Question

Solve the following differential equations. \(y^{\prime \prime}-4 y^{\prime}+4 y=0\)

Short answer

The general solution is \(y(t) = (C_1 + C_2 t)e^{2t}\).

Step-by-step solution

Identify the characteristic equation

Rewrite the differential equation in terms of a characteristic equation. For the differential equation \(y'' - 4y' + 4y = 0\), assume a solution of the form \(y = e^{rt}\). When substituting \(y = e^{rt}\), the differential equation becomes a polynomial in terms of \(r\).

Substitute and form the characteristic equation

Substituting \(y = e^{rt}\) into the equation gives: \(r^2 e^{rt} - 4r e^{rt} + 4 e^{rt} = 0\). Factor out \(e^{rt}\): \(e^{rt} (r^2 - 4r + 4) = 0\). Since \(e^{rt}\) is never zero, we get the characteristic equation: \(r^2 - 4r + 4 = 0\).
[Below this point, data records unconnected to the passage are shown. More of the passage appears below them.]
//! Times the installer's resolver against a materialized wheelhouse.

use std::fs;
use std::path::{Path, PathBuf};
use std::process::Command;
use std::time::{Duration, Instant};

use anyhow::{anyhow, bail, Context, Result};
use serde::Serialize;
use tracing::{debug, info};
use url::Url;

use crate::cancel::CancelToken;
use crate::extract::process::{run_supervised, ProcessEnd};

#[derive(Debug, Clone)]
pub struct BenchOptions {
    pub python: PathBuf,
    pub wheelhouse: PathBuf,
    pub requirements: Vec<String>,
    pub warmups: usize,
    pub runs: usize,
    /// Directory receiving one installer log per invocation.
    pub log_dir: PathBuf,
    /// Prefix for log file names, usually the scenario name.
    pub label: String,
    pub timeout: Duration,
}

#[derive(Debug, Clone, PartialEq, Serialize)]
pub struct Timings {
    pub seconds: Vec<f64>,
    pub mean: f64,
    pub stdev: f64,
}

impl Timings {
    pub fn from_durations(durations: &[Duration]) -> Self {
        let seconds = durations.iter().map(Duration::as_secs_f64).collect::<Vec<_>>();
        let (mean, stdev) = mean_and_pstdev(&seconds);
        Self {
            seconds,
            mean,
            stdev,
        }
    }
}

#[derive(Debug, Clone, PartialEq, Serialize)]
pub struct BenchReport {
    pub warmups: Timings,
    pub runs: Timings,
}

/// Mean and population standard deviation; both zero for an empty sample.
pub fn mean_and_pstdev(samples: &[f64]) -> (f64, f64) {
    if samples.is_empty() {
        return (0.0, 0.0);
    }
    #[allow(clippy::cast_precision_loss)]
    let count = samples.len() as f64;
    let mean = samples.iter().sum::<f64>() / count;
    let variance = samples
        .iter()
        .map(|sample| (sample - mean).powi(2))
        .sum::<f64>()
        / count;
    (mean, variance.sqrt())
}

pub fn run_benchmark(options: &BenchOptions, cancel: &CancelToken) -> Result<BenchReport> {
    if options.runs == 0 {
        bail!("at least one timed run is required");
    }
    let index_url = wheelhouse_url(&options.wheelhouse)?;
    fs::create_dir_all(&options.log_dir)
        .with_context(|| format!("failed to create {}", options.log_dir.display()))?;
    let mut warmups = Vec::with_capacity(options.warmups);
    for n in 1..=options.warmups {
        warmups.push(invoke(options, &index_url, "warmup", n, cancel)?);
    }
    let mut runs = Vec::with_capacity(options.runs);
    for n in 1..=options.runs {
        runs.push(invoke(options, &index_url, "run", n, cancel)?);
    }
    let report = BenchReport {
        warmups: Timings::from_durations(&warmups),
        runs: Timings::from_durations(&runs),
    };
    info!(mean = report.runs.mean, stdev = report.runs.stdev, runs = options.runs, "benchmark finished");
    Ok(report)
}

fn wheelhouse_url(wheelhouse: &Path) -> Result<String> {
    let absolute = wheelhouse
        .canonicalize()
        .with_context(|| format!("wheelhouse {} does not exist", wheelhouse.display()))?;
    Url::from_directory_path(&absolute)
        .map(String::from)
        .map_err(|()| anyhow!("cannot express {} as a file URL", absolute.display()))
}

pub(crate) fn installer_args(index_url: &str, log: &Path, requirements: &[String]) -> Vec<String> {
    let mut args = vec![
        "-m".to_string(),
        "pip".to_string(),
        "install".to_string(),
        "--index-url".to_string(),
        index_url.to_string(),
        "--disable-pip-version-check".to_string(),
        "--dry-run".to_string(),
        "--ignore-installed".to_string(),
        "--log".to_string(),
        log.display().to_string(),
        "--quiet".to_string(),
    ];
    args.extend(requirements.iter().cloned());
    args
}

fn invoke(
    options: &BenchOptions,
    index_url: &str,
    stage: &str,
    n: usize,
    cancel: &CancelToken,
) -> Result<Duration> {
    let log = options
        .log_dir
        .join(format!("{}-{stage}-{n}.log", options.label));
    let console = options
        .log_dir
        .join(format!("{}-{stage}-{n}.out", options.label));
    let mut command = Command::new(&options.python);
    command.args(installer_args(index_url, &log, &options.requirements));
    info!(stage, n, "starting installer");
    let started = Instant::now();
    let end = run_supervised(command, &console, options.timeout, cancel, || {})
        .with_context(|| format!("failed to run {}", options.python.display()))?;
    let elapsed = started.elapsed();
    if let Err(err) = fs::remove_file(&console) {
        debug!(path = %console.display(), %err, "failed to remove installer console log");
    }
    match end {
        ProcessEnd::Exited { status, .. } if status.success() => {
            info!(stage, n, seconds = elapsed.as_secs_f64(), "installer finished");
            Ok(elapsed)
        }
        ProcessEnd::Exited { status, log_tail } => bail!(
            "installer {stage} {n} exited with {status}; see {}\n{log_tail}",
            log.display()
        ),
        ProcessEnd::TimedOut => bail!(
            "installer {stage} {n} timed out after {}s; see {}",
            options.timeout.as_secs(),
            log.display()
        ),
        ProcessEnd::Cancelled => bail!("benchmark cancelled during {stage} {n}"),
    }
}
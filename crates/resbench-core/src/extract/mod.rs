//! Turns distribution files into dependency metadata.
//!
//! Wheels are read in-process. Source distributions are handed to an
//! [`SdistBuilder`], and only when the project is on the allow-list; the gate
//! sits in front of the cache lookup so a skipped sdist never touches the
//! network or a build backend.

use std::collections::BTreeSet;
use std::path::Path;

use resbench_domain::{FetchOutcome, SourceKind};
use tracing::{debug, info, warn};

mod metadata;
pub(crate) mod process;
mod sdist;
mod wheel;

pub use metadata::{DistMetadata, MetadataError};
pub use sdist::{select_builder, BuildError, SdistBuilder};
pub use wheel::read_wheel_metadata;

use crate::cache::{CacheError, CacheKey, CacheValue, MetadataCache, RecordedFailure};
use crate::cancel::CancelToken;
use crate::index::{DistributionFile, IndexError, PackageIndex};

#[derive(Debug, Clone, PartialEq, Eq)]
pub enum Extraction {
    Resolved {
        kind: SourceKind,
        metadata: DistMetadata,
    },
    Failed {
        outcome: FetchOutcome,
        reason: String,
        /// Whether the failure is a property of the file and may be cached.
        durable: bool,
    },
}

impl Extraction {
    fn failed(outcome: FetchOutcome, reason: impl Into<String>, durable: bool) -> Self {
        Extraction::Failed {
            outcome,
            reason: reason.into(),
            durable,
        }
    }

    fn cache_value(&self) -> Option<CacheValue> {
        match self {
            Extraction::Resolved { metadata, .. } => Some(CacheValue::Metadata(metadata.clone())),
            Extraction::Failed {
                outcome,
                reason,
                durable: true,
            } => Some(CacheValue::Failure(RecordedFailure {
                outcome: *outcome,
                reason: reason.clone(),
            })),
            Extraction::Failed { durable: false, .. } => None,
        }
    }
}

#[derive(Debug, thiserror::Error)]
pub enum ExtractError {
    #[error(transparent)]
    Cache(#[from] CacheError),
    #[error("[RB312] extraction cancelled")]
    Cancelled,
}

impl ExtractError {
    pub fn code(&self) -> &'static str {
        match self {
            ExtractError::Cache(err) => err.code(),
            ExtractError::Cancelled => "RB312",
        }
    }
}

/// Everything one traversal needs to obtain metadata. Borrowed, never global:
/// two traversals with different stores do not see each other.
pub struct MetadataExtractor<'a> {
    cache: &'a MetadataCache,
    index: &'a dyn PackageIndex,
    builder: &'a dyn SdistBuilder,
    allowed: &'a BTreeSet<String>,
    cancel: &'a CancelToken,
}

impl<'a> MetadataExtractor<'a> {
    pub fn new(
        cache: &'a MetadataCache,
        index: &'a dyn PackageIndex,
        builder: &'a dyn SdistBuilder,
        allowed: &'a BTreeSet<String>,
        cancel: &'a CancelToken,
    ) -> Self {
        Self {
            cache,
            index,
            builder,
            allowed,
            cancel,
        }
    }

    pub fn sdist_allowed(&self, project: &str) -> bool {
        self.allowed.contains(project)
    }

    /// Metadata for `file`, from the cache when possible. Fresh results are
    /// written back before returning; transient failures are not.
    pub fn metadata_for(&self, file: &DistributionFile) -> Result<Extraction, ExtractError> {
        if !file.is_wheel() && !self.sdist_allowed(&file.project) {
            debug!(project = %file.project, filename = %file.filename, "sdist not allow-listed; skipping");
            return Ok(Extraction::failed(
                FetchOutcome::SkippedSdistNotAllowed,
                "sdist not allow-listed",
                false,
            ));
        }
        if self.cancel.is_cancelled() {
            return Err(ExtractError::Cancelled);
        }

        let key = CacheKey::distribution(file);
        if let Some(value) = self.cache.get(&key)? {
            return match value {
                CacheValue::Metadata(metadata) => Ok(Extraction::Resolved {
                    kind: source_kind(file),
                    metadata,
                }),
                CacheValue::Failure(failure) => Ok(Extraction::Failed {
                    outcome: failure.outcome,
                    reason: failure.reason,
                    durable: true,
                }),
                CacheValue::Listing { .. } => Err(CacheError::Corrupt {
                    path: self.cache.root().to_path_buf(),
                    reason: format!("entry {key} holds a listing, expected metadata"),
                }
                .into()),
            };
        }

        let local = match self.index.download(file) {
            Ok(path) => path,
            Err(err) => return Ok(download_failure(file, &err)),
        };
        let extraction = self.extract(file, &local)?;
        if let Some(value) = extraction.cache_value() {
            self.cache.put(&key, &value)?;
        }
        Ok(extraction)
    }

    /// Derives metadata from an already downloaded file, bypassing the cache.
    pub fn extract(
        &self,
        file: &DistributionFile,
        local_path: &Path,
    ) -> Result<Extraction, ExtractError> {
        if file.is_wheel() {
            return Ok(match read_wheel_metadata(local_path, &file.project) {
                Ok(metadata) => Extraction::Resolved {
                    kind: SourceKind::Wheel,
                    metadata,
                },
                Err(err) => {
                    warn!(filename = %file.filename, code = err.code(), %err, "wheel metadata unusable");
                    Extraction::failed(FetchOutcome::InvalidMetadata, err.to_string(), true)
                }
            });
        }

        if !self.sdist_allowed(&file.project) {
            return Ok(Extraction::failed(
                FetchOutcome::SkippedSdistNotAllowed,
                "sdist not allow-listed",
                false,
            ));
        }
        info!(project = %file.project, filename = %file.filename, "building sdist metadata");
        match self.builder.build(local_path, self.cancel) {
            Ok(metadata) => Ok(Extraction::Resolved {
                kind: SourceKind::Sdist,
                metadata,
            }),
            Err(BuildError::Cancelled) => Err(ExtractError::Cancelled),
            Err(err) => {
                warn!(filename = %file.filename, code = err.code(), %err, "sdist build failed");
                let durable = err.is_cacheable();
                Ok(Extraction::failed(FetchOutcome::BuildFailed, err.to_string(), durable))
            }
        }
    }
}

fn source_kind(file: &DistributionFile) -> SourceKind {
    if file.is_wheel() {
        SourceKind::Wheel
    } else {
        SourceKind::Sdist
    }
}

fn download_failure(file: &DistributionFile, err: &IndexError) -> Extraction {
    warn!(filename = %file.filename, code = err.code(), %err, "download failed");
    Extraction::failed(FetchOutcome::FetchFailed, err.to_string(), false)
}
Solve the characteristic equation

Solve \(r^2 - 4r + 4 = 0\) using the quadratic formula: \(r = \frac{-b \pm \sqrt{b^2 - 4ac}}{2a}\). Here, \(a = 1\), \(b = -4\), and \(c = 4\). Substituting these, we get: \(r = \frac{4 \pm \sqrt{16 - 16}}{2} = \frac{4 \pm 0}{2} = 2\). Therefore, we have a repeated root: \(r = 2\).

Write the general solution

Since we have a repeated root \(r = 2\), the general solution for the differential equation is: \(y(t) = (C_1 + C_2 t)e^{2t}\). Here, \(C_1\) and \(C_2\) are arbitrary constants.

Key concepts

Characteristic Equation

When solving linear differential equations, the characteristic equation is a crucial part of the process.
We start by assuming a solution of the form \(y = e^{rt}\). By substituting this assumed solution into the differential equation, we convert the differential equation into a polynomial equation in terms of \(r\).
For example, if we have the differential equation \(y'' - 4y' + 4y = 0\), we assume \(y = e^{rt}\) and substitute it in:
\(r^2 e^{rt} - 4r e^{rt} + 4 e^{rt} = 0\).
We then factor out \(e^{rt}\), leading to:
\(e^{rt} (r^2 - 4r + 4) = 0\).
Since \(e^{rt}\) is never zero, we are left with the characteristic equation:
\(r^2 - 4r + 4 = 0\).
This equation helps us find the values of \(r\), which are essential for constructing the solution to the differential equation.

Repeated Roots

Repeated roots occur when the characteristic equation has the same solution more than once.
In our example, the characteristic equation \(r^2 - 4r + 4 = 0\) can be solved using the quadratic formula:
\(r = \frac{-b \pm \sqrt{b^2 - 4ac}}{2a}\).
Substituting \(a = 1\), \(b = -4\), and \(c = 4\), we get:
\(r = \frac{4 \pm \sqrt{16 - 16}}{2} = \frac{4 \pm 0}{2} = 2\).
This results in a repeated root \(r = 2\).
When we encounter repeated roots, the solution to the differential equation needs to be slightly modified to include the repeated nature of the root.
We thus add a term involving \(t\) (the independent variable), as this ensures we capture the repeated root's effect properly.

General Solution

The general solution of a differential equation is a linear combination of solutions that can include exponential, polynomial, and other functions.
For the case with a repeated root \(r = 2\), the general solution takes a specific form.
We need to account for the multiplicity of the root by including an additional term that grows linearly with \(t\).
The general solution, therefore, for our example \(y'' - 4y' + 4y = 0\) with repeated root \(r = 2\) is:
\(y(t) = (C_1 + C_2 t)e^{2t}\).
Here, \(C_1\) and \(C_2\) are arbitrary constants.

• The term \(C_1 e^{2t}\) is a standard solution for the root \(r = 2\).


• The term \(C_2 t e^{2t}\) accounts for the repeated root, ensuring the solution set spans all possible behaviors of the differential equation.

This combined form ensures that every possible solution of the differential equation is represented.